Mayan Civilization’s Collapse: Deforestation
Does this sound familiar? Although this quote is excerpted from a Live Science article about the
ancient Mayan civilization in the rain forests of Guatemala, the reference to tree pollen being replaced by weed pollen sounds a lot like our present civilization.
I live in a rural area in the U.S., and everywhere around me, forests are being cut down to create subdivisions.
From pollen trapped in ancient layers of lake sediment, scientists have learned that around 1,200 years ago, just before the civilization’s collapse, tree pollen disappeared almost completely and was replaced by the pollen of weeds. In other words, the region became almost completely deforested.
Aren’t we cutting down trees and replacing them with cities, farms, and industrial regions? Don’t most of us live in areas where tree pollen hardly exists any more?

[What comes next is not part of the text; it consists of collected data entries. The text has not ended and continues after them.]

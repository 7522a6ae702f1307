//! Geometry kernel: vectors, geodesy, positions, and the ownship-anchored
//! East-North-Up projection.

pub mod geodesy;
pub mod position;
pub mod vect;

pub use geodesy::EnuProjection;
pub use position::Position;
pub use vect::{Vect2, Vect3, Velocity};
#[cfg(test)]
mod tests {
  use crate::web::handlers::auth::USER_ID_HEADER;
  use crate::web::test_support::TestApp;
  use actix_web::{http::StatusCode, test};
  use serde_json::{json, Value};
  use uuid::Uuid;

  #[actix_web::test]
  async fn place_order_returns_receipt_and_decrements_stock() {
    let fixture = TestApp::new();
    let seller = Uuid::new_v4();
    let mug = fixture.add_product(seller, "Mug", 1250, 10);
    let app = test::init_service(fixture.app()).await;
    let buyer = Uuid::new_v4();

    let req = test::TestRequest::post()
      .uri("/api/v1/orders")
      .insert_header((USER_ID_HEADER, buyer.to_string()))
      .set_json(json!({ "items": [{ "productId": mug, "quantity": 2 }] }))
      .to_request();
    let resp = test::call_service(&app, req).await;
    assert_eq!(resp.status(), StatusCode::CREATED);

    let body: Value = test::read_body_json(resp).await;
    assert_eq!(body["totalCents"], 2500);
    assert_eq!(body["total"], "$25.00");
    assert_eq!(body["status"], "pending");
    assert!(body["orderNumber"].as_str().unwrap().starts_with("ORD-"));
    assert_eq!(fixture.store.stock_of(mug), Some(8));
  }

  #[actix_web::test]
  async fn place_order_requires_authentication() {
    let fixture = TestApp::new();
    let mug = fixture.add_product(Uuid::new_v4(), "Mug", 1250, 10);
    let app = test::init_service(fixture.app()).await;

    let req = test::TestRequest::post()
      .uri("/api/v1/orders")
      .set_json(json!({ "items": [{ "productId": mug, "quantity": 1 }] }))
      .to_request();
    let resp = test::call_service(&app, req).await;
    assert_eq!(resp.status(), StatusCode::UNAUTHORIZED);
    assert_eq!(fixture.store.stock_of(mug), Some(10));
  }

  #[actix_web::test]
  async fn insufficient_stock_maps_to_conflict_with_details() {
    let fixture = TestApp::new();
    let lamp = fixture.add_product(Uuid::new_v4(), "Lamp", 4000, 1);
    let app = test::init_service(fixture.app()).await;

    let req = test::TestRequest::post()
      .uri("/api/v1/orders")
      .insert_header((USER_ID_HEADER, Uuid::new_v4().to_string()))
      .set_json(json!({ "items": [{ "productId": lamp, "quantity": 3 }] }))
      .to_request();
    let resp = test::call_service(&app, req).await;
    assert_eq!(resp.status(), StatusCode::CONFLICT);

    let body: Value = test::read_body_json(resp).await;
    assert_eq!(body["kind"], "insufficient_stock");
    assert_eq!(body["details"]["available"], 1);
    assert_eq!(body["details"]["requested"], 3);
  }

  #[actix_web::test]
  async fn empty_cart_is_a_bad_request() {
    let fixture = TestApp::new();
    let app = test::init_service(fixture.app()).await;

    let req = test::TestRequest::post()
      .uri("/api/v1/orders")
      .insert_header((USER_ID_HEADER, Uuid::new_v4().to_string()))
      .set_json(json!({ "items": [] }))
      .to_request();
    let resp = test::call_service(&app, req).await;
    assert_eq!(resp.status(), StatusCode::BAD_REQUEST);
    assert_eq!(fixture.store.order_count(), 0);
  }

  #[actix_web::test]
  async fn idempotency_header_replays_the_first_order() {
    let fixture = TestApp::new();
    let pen = fixture.add_product(Uuid::new_v4(), "Pen", 300, 10);
    let app = test::init_service(fixture.app()).await;
    let buyer = Uuid::new_v4().to_string();

    let send = || {
      test::TestRequest::post()
        .uri("/api/v1/orders")
        .insert_header((USER_ID_HEADER, buyer.clone()))
        .insert_header(("Idempotency-Key", "checkout-42"))
        .set_json(json!({ "items": [{ "productId": pen, "quantity": 4 }] }))
        .to_request()
    };

    let first = test::call_service(&app, send()).await;
    assert_eq!(first.status(), StatusCode::CREATED);
    let first: Value = test::read_body_json(first).await;

    let second = test::call_service(&app, send()).await;
    assert_eq!(second.status(), StatusCode::OK);
    let second: Value = test::read_body_json(second).await;

    assert_eq!(first["orderId"], second["orderId"]);
    assert_eq!(second["replayed"], true);
    assert_eq!(fixture.store.stock_of(pen), Some(6));
    assert_eq!(fixture.store.order_count(), 1);
  }

  #[actix_web::test]
  async fn orders_are_hidden_from_other_buyers() {
    let fixture = TestApp::new();
    let seller = Uuid::new_v4();
    let mug = fixture.add_product(seller, "Mug", 1250, 10);
    let app = test::init_service(fixture.app()).await;
    let buyer = Uuid::new_v4();

    let req = test::TestRequest::post()
      .uri("/api/v1/orders")
      .insert_header((USER_ID_HEADER, buyer.to_string()))
      .set_json(json!({ "items": [{ "productId": mug, "quantity": 1 }] }))
      .to_request();
    let placed: Value = test::call_and_read_body_json(&app, req).await;
    let order_id = placed["orderId"].as_str().unwrap().to_string();

    for (viewer, expected) in [
      (buyer, StatusCode::OK),
      (seller, StatusCode::OK),
      (Uuid::new_v4(), StatusCode::NOT_FOUND),
    ] {
      let req = test::TestRequest::get()
        .uri(&format!("/api/v1/orders/{}", order_id))
        .insert_header((USER_ID_HEADER, viewer.to_string()))
        .to_request();
      assert_eq!(test::call_service(&app, req).await.status(), expected);
    }

    let req = test::TestRequest::get()
      .uri("/api/v1/orders")
      .insert_header((USER_ID_HEADER, buyer.to_string()))
      .to_request();
    let listed: Value = test::call_and_read_body_json(&app, req).await;
    assert_eq!(listed["orders"].as_array().map(Vec::len), Some(1));
  }

  #[actix_web::test]
  async fn cancel_then_advance_follow_the_lifecycle() {
    let fixture = TestApp::new();
    let seller = Uuid::new_v4();
    let mug = fixture.add_product(seller, "Mug", 1250, 10);
    let app = test::init_service(fixture.app()).await;
    let buyer = Uuid::new_v4();

    let place = |qty: i32| {
      test::TestRequest::post()
        .uri("/api/v1/orders")
        .insert_header((USER_ID_HEADER, buyer.to_string()))
        .set_json(json!({ "items": [{ "productId": mug, "quantity": qty }] }))
        .to_request()
    };

    // Cancelled by its buyer: stock comes back.
    let first: Value = test::call_and_read_body_json(&app, place(3)).await;
    let first_id = first["orderId"].as_str().unwrap().to_string();
    let req = test::TestRequest::post()
      .uri(&format!("/api/v1/orders/{}/cancel", first_id))
      .insert_header((USER_ID_HEADER, buyer.to_string()))
      .to_request();
    let cancelled: Value = test::call_and_read_body_json(&app, req).await;
    assert_eq!(cancelled["order"]["status"], "cancelled");
    assert_eq!(fixture.store.stock_of(mug), Some(10));

    // Advanced by the seller, refused for the buyer.
    let second: Value = test::call_and_read_body_json(&app, place(1)).await;
    let second_id = second["orderId"].as_str().unwrap().to_string();
    let advance = |who: Uuid, status: &str| {
      test::TestRequest::patch()
        .uri(&format!("/api/v1/orders/{}/status", second_id))
        .insert_header((USER_ID_HEADER, who.to_string()))
        .set_json(json!({ "status": status }))
        .to_request()
    };
    assert_eq!(
      test::call_service(&app, advance(buyer, "processing")).await.status(),
      StatusCode::NOT_FOUND
    );
    assert_eq!(
      test::call_service(&app, advance(seller, "processing")).await.status(),
      StatusCode::OK
    );
    assert_eq!(
      test::call_service(&app, advance(seller, "pending")).await.status(),
      StatusCode::UNPROCESSABLE_ENTITY
    );
  }

  #[actix_web::test]
  async fn payment_callback_moves_pending_payment_once() {
    let fixture = TestApp::new();
    let mug = fixture.add_product(Uuid::new_v4(), "Mug", 1250, 10);
    let app = test::init_service(fixture.app()).await;

    let req = test::TestRequest::post()
      .uri("/api/v1/orders")
      .insert_header((USER_ID_HEADER, Uuid::new_v4().to_string()))
      .set_json(json!({ "items": [{ "productId": mug, "quantity": 1 }] }))
      .to_request();
    let placed: Value = test::call_and_read_body_json(&app, req).await;
    let order_id = placed["orderId"].as_str().unwrap().to_string();

    let pay = || {
      test::TestRequest::post()
        .uri(&format!("/api/v1/orders/{}/payment", order_id))
        .insert_header((USER_ID_HEADER, fixture.payment_service_id.to_string()))
        .set_json(json!({ "status": "paid" }))
        .to_request()
    };
    let resp = test::call_service(&app, pay()).await;
    assert_eq!(resp.status(), StatusCode::OK);
    let body: Value = test::read_body_json(resp).await;
    assert_eq!(body["order"]["paymentStatus"], "paid");

    assert_eq!(test::call_service(&app, pay()).await.status(), StatusCode::UNPROCESSABLE_ENTITY);
  }

  #[actix_web::test]
  async fn buyer_cannot_mark_their_own_order_paid() {
    let fixture = TestApp::new();
    let mug = fixture.add_product(Uuid::new_v4(), "Mug", 1250, 10);
    let app = test::init_service(fixture.app()).await;
    let buyer = Uuid::new_v4();

    let req = test::TestRequest::post()
      .uri("/api/v1/orders")
      .insert_header((USER_ID_HEADER, buyer.to_string()))
      .set_json(json!({ "items": [{ "productId": mug, "quantity": 1 }] }))
      .to_request();
    let placed: Value = test::call_and_read_body_json(&app, req).await;
    let order_id = placed["orderId"].as_str().unwrap().to_string();

    let req = test::TestRequest::post()
      .uri(&format!("/api/v1/orders/{}/payment", order_id))
      .insert_header((USER_ID_HEADER, buyer.to_string()))
      .set_json(json!({ "status": "paid" }))
      .to_request();
    assert_eq!(test::call_service(&app, req).await.status(), StatusCode::FORBIDDEN);

    // Cancelling afterwards must not claim a refund for money never charged.
    let req = test::TestRequest::post()
      .uri(&format!("/api/v1/orders/{}/cancel", order_id))
      .insert_header((USER_ID_HEADER, buyer.to_string()))
      .to_request();
    let cancelled: Value = test::call_and_read_body_json(&app, req).await;
    assert_eq!(cancelled["order"]["status"], "cancelled");
    assert_eq!(cancelled["order"]["paymentStatus"], "pending");
    assert!(fixture
      .inbox
      .all()
      .iter()
      .filter(|n| n.recipient_id == buyer)
      .all(|n| !n.message.contains("refunded")));
  }

  #[actix_web::test]
  async fn payment_callback_is_refused_when_no_service_is_configured() {
    let fixture = TestApp::without_payment_service();
    let mug = fixture.add_product(Uuid::new_v4(), "Mug", 1250, 10);
    let app = test::init_service(fixture.app()).await;

    let req = test::TestRequest::post()
      .uri("/api/v1/orders")
      .insert_header((USER_ID_HEADER, Uuid::new_v4().to_string()))
      .set_json(json!({ "items": [{ "productId": mug, "quantity": 1 }] }))
      .to_request();
    let placed: Value = test::call_and_read_body_json(&app, req).await;

    let req = test::TestRequest::post()
      .uri(&format!("/api/v1/orders/{}/payment", placed["orderId"].as_str().unwrap()))
      .insert_header((USER_ID_HEADER, Uuid::new_v4().to_string()))
      .set_json(json!({ "status": "paid" }))
      .to_request();
    assert_eq!(test::call_service(&app, req).await.status(), StatusCode::FORBIDDEN);
  }
}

The above quote refers to the ancient Mayan civilization in the Peten region of Guatemala. According to a Live Science article, Ancient Mayan Canals Possibly Spotted in Satellite Images, NASA climate scientist Bob Ogelsby at the Marshall Space Flight Center, learned from computer simulations that:
Without trees, erosion would have worsened, carrying away fertile topsoil. The changing groundcover would have boosted the temperature of the region by as much as 6 degrees, . . .
The article goes on to say that the basic cause of the Mayan civilization’s collapse was because of ongoing food and water shortages brought on by a “combination of natural drought and deforestation by humans.” Could we be creating our own civilization’s collapse by deforesting our land? Can we learn from the ancient Maya?
From my point of view, the most important thing has to do with the disregard for our dependence on the nature kingdom.